YOUR TASK.
In every line of the records, look for "order", then report how many lines have it and nothing else.

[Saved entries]
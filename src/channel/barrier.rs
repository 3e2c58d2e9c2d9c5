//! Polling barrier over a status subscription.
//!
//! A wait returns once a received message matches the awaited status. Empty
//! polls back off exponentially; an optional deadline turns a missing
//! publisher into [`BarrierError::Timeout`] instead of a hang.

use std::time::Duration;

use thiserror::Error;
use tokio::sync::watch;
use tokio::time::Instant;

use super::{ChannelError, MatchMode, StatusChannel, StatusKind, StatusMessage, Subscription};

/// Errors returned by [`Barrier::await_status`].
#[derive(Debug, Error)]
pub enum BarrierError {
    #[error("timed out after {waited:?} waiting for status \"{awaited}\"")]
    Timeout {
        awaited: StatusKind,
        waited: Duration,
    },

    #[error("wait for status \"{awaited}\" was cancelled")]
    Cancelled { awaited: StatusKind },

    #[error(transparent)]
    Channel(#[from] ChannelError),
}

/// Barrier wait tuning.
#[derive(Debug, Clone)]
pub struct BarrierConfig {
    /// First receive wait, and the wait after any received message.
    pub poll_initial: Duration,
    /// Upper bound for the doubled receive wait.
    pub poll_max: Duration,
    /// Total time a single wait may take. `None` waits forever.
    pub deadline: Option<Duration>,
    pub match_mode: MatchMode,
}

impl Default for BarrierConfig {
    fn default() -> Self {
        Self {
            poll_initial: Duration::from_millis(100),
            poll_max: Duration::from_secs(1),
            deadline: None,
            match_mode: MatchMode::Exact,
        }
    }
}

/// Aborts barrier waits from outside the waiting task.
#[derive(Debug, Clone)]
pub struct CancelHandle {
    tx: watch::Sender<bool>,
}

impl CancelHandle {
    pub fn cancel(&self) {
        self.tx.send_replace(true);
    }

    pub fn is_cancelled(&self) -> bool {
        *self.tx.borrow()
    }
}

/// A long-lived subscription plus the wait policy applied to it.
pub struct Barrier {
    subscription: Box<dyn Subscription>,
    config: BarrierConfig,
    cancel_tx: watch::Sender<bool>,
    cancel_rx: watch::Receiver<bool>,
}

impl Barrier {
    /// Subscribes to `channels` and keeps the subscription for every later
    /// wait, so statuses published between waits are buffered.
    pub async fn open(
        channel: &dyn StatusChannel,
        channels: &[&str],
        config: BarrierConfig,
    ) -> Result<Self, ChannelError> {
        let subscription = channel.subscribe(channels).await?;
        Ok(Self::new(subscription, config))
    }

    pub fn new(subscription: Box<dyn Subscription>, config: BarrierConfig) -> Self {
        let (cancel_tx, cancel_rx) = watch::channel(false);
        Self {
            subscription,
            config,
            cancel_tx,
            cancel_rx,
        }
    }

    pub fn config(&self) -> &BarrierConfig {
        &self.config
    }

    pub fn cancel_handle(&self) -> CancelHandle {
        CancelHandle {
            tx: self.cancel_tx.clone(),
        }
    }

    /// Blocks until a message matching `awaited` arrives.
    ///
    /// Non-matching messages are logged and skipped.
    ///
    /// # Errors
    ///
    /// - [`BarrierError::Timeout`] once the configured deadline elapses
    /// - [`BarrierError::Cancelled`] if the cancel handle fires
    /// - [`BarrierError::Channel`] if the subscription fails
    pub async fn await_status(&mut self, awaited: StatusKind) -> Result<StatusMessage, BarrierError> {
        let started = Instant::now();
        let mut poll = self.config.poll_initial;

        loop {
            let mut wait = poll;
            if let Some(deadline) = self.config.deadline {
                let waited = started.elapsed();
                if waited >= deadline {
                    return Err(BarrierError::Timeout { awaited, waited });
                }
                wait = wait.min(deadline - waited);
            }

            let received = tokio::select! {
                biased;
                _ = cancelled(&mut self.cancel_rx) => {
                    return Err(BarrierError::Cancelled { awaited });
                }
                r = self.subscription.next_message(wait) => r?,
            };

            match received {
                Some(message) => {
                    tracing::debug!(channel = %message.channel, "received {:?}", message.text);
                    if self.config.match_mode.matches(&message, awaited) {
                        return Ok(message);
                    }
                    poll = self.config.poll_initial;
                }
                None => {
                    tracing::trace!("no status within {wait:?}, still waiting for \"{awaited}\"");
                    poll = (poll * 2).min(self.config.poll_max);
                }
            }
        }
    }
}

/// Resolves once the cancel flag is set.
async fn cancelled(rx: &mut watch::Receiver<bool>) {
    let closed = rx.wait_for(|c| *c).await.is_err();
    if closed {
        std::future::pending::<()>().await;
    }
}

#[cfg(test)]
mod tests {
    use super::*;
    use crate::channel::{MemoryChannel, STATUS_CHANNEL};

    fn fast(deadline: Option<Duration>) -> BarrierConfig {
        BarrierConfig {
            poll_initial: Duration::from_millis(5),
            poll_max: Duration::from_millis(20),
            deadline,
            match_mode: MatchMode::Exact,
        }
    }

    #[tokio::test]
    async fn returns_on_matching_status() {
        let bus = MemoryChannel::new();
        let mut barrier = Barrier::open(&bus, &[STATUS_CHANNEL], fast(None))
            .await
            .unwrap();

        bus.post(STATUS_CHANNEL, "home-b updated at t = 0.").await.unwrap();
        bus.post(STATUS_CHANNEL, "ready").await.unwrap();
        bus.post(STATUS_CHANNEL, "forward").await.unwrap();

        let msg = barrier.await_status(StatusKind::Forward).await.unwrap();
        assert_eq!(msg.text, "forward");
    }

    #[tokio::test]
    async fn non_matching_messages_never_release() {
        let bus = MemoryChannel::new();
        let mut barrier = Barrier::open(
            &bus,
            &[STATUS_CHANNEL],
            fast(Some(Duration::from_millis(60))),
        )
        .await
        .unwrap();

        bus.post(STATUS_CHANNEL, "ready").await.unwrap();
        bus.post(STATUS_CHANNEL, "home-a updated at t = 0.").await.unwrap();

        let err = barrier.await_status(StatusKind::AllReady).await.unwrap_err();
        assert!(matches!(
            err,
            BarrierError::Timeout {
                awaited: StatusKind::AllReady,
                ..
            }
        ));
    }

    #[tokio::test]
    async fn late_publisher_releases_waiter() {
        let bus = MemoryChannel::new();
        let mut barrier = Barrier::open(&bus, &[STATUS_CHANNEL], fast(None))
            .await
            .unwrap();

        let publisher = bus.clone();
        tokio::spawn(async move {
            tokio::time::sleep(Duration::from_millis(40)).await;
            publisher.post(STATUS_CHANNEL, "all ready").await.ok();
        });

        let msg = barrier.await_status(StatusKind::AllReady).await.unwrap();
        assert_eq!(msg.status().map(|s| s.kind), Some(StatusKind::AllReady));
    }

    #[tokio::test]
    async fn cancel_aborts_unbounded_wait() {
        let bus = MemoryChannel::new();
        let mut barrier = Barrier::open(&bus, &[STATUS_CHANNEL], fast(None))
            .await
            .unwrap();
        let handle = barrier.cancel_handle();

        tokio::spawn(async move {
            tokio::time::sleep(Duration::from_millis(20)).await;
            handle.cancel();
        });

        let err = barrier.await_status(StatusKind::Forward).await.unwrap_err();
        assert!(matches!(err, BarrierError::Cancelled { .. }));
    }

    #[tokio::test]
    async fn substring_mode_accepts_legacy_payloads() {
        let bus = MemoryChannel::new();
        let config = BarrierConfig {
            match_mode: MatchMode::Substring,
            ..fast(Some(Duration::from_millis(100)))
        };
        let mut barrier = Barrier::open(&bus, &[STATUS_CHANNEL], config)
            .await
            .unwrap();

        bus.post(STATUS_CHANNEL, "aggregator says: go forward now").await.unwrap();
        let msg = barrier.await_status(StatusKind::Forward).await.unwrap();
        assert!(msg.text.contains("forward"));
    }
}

--

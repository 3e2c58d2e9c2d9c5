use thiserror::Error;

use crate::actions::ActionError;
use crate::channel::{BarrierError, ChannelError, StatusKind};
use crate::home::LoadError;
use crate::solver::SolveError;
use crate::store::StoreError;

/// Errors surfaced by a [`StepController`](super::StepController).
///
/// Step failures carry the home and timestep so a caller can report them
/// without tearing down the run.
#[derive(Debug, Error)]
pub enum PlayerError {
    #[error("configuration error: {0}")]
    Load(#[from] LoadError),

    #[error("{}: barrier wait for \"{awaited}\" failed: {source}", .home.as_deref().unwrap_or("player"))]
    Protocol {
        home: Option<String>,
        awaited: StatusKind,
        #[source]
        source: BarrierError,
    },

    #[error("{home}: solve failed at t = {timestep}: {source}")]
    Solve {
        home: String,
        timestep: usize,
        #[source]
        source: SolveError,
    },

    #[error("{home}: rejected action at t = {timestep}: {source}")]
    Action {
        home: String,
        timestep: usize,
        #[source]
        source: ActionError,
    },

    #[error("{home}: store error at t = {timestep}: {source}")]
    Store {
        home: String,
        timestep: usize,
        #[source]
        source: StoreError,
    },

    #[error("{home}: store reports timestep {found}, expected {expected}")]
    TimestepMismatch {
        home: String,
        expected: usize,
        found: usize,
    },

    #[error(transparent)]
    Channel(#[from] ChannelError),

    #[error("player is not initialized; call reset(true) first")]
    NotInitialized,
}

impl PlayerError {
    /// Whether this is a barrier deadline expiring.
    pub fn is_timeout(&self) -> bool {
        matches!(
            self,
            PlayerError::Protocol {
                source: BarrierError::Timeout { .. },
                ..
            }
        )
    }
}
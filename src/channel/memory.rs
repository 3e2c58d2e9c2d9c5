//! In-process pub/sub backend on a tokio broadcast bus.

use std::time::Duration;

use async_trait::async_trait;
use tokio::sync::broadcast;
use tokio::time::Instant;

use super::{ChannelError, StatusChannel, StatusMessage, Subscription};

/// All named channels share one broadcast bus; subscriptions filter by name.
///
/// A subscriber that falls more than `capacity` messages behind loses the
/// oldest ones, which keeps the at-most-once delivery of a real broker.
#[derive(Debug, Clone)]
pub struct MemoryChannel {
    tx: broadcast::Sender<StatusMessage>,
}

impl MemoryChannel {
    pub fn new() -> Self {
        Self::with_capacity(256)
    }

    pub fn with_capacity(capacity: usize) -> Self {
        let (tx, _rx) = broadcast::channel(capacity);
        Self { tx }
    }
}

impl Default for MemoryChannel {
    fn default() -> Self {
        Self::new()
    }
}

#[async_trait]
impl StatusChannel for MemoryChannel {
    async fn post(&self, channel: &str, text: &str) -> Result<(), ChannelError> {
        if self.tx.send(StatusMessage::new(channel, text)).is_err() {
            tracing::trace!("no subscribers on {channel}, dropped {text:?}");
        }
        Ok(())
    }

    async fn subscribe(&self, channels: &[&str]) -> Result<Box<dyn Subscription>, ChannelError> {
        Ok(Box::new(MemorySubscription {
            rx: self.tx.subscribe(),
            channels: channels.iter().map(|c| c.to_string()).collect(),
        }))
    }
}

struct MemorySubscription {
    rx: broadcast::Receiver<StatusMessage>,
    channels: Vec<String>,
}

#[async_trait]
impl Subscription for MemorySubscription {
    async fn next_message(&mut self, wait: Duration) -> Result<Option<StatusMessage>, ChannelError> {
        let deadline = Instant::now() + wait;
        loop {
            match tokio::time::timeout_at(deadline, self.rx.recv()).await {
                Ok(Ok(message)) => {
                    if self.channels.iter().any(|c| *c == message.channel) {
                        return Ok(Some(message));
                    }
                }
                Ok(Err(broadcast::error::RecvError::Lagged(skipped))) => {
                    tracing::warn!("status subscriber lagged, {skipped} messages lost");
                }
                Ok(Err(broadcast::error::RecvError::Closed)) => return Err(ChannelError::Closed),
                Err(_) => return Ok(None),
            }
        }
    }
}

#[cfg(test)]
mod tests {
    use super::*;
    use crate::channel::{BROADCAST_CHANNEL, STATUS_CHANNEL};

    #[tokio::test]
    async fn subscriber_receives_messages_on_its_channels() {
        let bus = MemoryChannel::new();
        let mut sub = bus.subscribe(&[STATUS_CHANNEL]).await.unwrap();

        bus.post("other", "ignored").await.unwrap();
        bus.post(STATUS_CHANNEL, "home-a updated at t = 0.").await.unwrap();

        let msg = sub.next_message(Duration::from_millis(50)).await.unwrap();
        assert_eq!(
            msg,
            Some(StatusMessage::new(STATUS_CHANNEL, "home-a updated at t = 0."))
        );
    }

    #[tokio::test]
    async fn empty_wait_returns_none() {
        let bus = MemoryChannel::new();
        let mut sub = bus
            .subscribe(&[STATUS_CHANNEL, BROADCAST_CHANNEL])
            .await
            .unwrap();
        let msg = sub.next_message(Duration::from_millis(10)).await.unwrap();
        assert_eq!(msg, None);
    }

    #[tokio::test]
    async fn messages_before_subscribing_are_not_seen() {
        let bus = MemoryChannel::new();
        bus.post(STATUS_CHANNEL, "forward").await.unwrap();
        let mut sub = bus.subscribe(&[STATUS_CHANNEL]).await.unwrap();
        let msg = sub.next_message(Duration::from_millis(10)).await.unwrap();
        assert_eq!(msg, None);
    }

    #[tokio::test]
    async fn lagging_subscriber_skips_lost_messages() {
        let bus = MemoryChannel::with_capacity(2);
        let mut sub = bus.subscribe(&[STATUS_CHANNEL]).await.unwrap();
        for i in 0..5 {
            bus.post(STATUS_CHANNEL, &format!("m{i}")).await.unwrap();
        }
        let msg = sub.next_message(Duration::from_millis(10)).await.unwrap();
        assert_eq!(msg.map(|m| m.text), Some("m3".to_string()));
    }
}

* * *

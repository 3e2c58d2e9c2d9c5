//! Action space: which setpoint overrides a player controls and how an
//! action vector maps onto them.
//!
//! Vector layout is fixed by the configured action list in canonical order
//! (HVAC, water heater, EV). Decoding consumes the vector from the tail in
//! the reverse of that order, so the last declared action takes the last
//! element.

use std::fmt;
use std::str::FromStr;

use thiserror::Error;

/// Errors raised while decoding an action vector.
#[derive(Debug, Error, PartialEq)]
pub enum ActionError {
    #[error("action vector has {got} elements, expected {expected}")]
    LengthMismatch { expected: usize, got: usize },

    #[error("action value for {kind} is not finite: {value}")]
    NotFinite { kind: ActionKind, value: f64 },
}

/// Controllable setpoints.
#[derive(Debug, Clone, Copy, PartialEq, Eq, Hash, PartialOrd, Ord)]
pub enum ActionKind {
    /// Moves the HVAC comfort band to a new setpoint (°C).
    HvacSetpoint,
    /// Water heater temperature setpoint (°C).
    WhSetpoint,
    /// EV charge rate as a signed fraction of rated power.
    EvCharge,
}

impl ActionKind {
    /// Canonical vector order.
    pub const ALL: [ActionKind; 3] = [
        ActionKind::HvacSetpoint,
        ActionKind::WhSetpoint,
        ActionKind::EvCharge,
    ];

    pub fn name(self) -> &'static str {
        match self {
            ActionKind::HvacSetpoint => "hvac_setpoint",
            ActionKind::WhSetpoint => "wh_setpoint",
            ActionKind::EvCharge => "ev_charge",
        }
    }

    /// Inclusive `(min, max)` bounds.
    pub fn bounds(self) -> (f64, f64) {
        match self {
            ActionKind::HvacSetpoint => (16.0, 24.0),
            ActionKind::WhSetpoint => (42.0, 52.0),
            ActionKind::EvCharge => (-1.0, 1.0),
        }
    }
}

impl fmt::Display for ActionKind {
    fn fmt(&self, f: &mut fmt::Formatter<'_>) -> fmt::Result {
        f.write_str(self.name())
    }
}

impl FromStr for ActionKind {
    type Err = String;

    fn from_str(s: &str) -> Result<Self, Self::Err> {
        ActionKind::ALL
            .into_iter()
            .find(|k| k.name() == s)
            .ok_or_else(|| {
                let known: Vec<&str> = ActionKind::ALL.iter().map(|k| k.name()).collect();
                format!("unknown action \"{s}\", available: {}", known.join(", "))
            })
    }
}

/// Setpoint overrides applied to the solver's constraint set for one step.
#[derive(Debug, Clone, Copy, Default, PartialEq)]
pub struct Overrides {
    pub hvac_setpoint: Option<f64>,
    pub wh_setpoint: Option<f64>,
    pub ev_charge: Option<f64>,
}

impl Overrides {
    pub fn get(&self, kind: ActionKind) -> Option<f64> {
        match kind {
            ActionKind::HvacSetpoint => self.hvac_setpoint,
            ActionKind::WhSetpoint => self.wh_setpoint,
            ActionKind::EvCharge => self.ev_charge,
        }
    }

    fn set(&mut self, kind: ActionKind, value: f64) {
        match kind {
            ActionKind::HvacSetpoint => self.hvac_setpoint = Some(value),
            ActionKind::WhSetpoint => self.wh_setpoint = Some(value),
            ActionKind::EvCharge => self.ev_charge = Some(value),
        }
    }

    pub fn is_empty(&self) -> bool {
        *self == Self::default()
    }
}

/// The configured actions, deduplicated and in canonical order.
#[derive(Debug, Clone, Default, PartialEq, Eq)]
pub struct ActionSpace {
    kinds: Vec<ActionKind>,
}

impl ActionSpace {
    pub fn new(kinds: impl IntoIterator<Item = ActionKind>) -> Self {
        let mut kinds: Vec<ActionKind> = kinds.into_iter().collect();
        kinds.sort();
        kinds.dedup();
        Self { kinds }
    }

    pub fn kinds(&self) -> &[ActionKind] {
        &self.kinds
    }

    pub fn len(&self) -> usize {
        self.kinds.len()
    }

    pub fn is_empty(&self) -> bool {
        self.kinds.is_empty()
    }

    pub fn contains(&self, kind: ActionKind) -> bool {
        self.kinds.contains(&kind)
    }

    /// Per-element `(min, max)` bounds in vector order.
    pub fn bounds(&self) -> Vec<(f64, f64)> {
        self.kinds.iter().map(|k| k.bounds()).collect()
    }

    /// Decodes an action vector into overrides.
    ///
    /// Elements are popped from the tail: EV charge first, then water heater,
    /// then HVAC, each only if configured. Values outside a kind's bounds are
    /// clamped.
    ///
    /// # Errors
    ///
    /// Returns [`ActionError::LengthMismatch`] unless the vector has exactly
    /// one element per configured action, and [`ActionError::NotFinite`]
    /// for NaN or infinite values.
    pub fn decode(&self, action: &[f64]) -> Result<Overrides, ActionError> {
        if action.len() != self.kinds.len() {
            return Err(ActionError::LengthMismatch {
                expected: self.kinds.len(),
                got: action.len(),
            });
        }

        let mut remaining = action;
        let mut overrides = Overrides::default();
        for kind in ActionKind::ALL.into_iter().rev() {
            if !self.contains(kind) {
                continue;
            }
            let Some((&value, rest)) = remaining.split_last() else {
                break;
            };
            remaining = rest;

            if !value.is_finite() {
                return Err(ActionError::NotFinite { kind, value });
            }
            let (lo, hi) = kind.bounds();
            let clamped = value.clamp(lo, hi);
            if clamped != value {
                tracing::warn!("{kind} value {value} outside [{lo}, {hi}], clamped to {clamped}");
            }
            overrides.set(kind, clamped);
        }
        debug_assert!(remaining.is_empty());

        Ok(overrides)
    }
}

TASK OUTPUT.
5